Task details: Reproduce every line in the listing that contains the word "unbalanced".

Record set:
☆ ☆ ☆ ☆
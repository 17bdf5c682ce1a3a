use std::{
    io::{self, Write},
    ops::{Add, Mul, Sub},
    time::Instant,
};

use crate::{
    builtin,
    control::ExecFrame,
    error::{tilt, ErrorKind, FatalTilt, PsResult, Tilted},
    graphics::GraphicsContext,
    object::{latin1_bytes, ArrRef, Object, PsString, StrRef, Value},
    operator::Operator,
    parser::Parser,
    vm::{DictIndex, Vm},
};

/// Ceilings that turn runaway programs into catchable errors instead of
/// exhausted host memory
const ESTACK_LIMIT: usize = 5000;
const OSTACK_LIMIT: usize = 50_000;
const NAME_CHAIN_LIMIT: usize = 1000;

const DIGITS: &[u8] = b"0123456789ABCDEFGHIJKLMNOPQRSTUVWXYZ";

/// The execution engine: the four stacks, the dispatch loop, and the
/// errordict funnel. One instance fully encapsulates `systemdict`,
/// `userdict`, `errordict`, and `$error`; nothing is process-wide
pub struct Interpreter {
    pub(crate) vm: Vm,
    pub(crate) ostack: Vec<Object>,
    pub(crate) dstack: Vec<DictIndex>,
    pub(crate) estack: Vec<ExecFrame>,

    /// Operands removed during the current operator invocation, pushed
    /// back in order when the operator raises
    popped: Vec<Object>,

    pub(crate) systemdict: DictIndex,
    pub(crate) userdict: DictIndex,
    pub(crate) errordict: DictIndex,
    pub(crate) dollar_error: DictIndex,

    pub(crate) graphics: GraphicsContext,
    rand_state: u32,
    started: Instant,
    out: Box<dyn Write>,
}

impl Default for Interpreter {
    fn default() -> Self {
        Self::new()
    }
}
☆ ☆ ☆ ☆
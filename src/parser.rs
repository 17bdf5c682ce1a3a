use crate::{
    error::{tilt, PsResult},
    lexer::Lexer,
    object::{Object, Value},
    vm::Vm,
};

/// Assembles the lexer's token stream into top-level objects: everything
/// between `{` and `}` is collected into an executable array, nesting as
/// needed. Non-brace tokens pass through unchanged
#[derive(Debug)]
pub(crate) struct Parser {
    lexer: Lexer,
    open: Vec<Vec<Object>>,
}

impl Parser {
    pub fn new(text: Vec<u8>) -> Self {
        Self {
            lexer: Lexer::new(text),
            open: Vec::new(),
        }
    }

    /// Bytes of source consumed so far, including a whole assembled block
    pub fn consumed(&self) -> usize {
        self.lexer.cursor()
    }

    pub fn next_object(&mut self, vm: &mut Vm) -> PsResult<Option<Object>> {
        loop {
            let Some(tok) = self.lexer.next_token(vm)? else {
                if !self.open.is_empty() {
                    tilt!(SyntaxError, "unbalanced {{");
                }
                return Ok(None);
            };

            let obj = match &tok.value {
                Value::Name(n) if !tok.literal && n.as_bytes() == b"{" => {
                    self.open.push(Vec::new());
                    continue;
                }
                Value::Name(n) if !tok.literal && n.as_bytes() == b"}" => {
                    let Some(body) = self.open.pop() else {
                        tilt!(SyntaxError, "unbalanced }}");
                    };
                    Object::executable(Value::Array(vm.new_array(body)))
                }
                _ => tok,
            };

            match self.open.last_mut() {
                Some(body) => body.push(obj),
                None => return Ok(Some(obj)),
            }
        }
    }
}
☆ ☆ ☆ ☆
Answer box:
                    tilt!(SyntaxError, "unbalanced {{");
                        tilt!(SyntaxError, "unbalanced }}");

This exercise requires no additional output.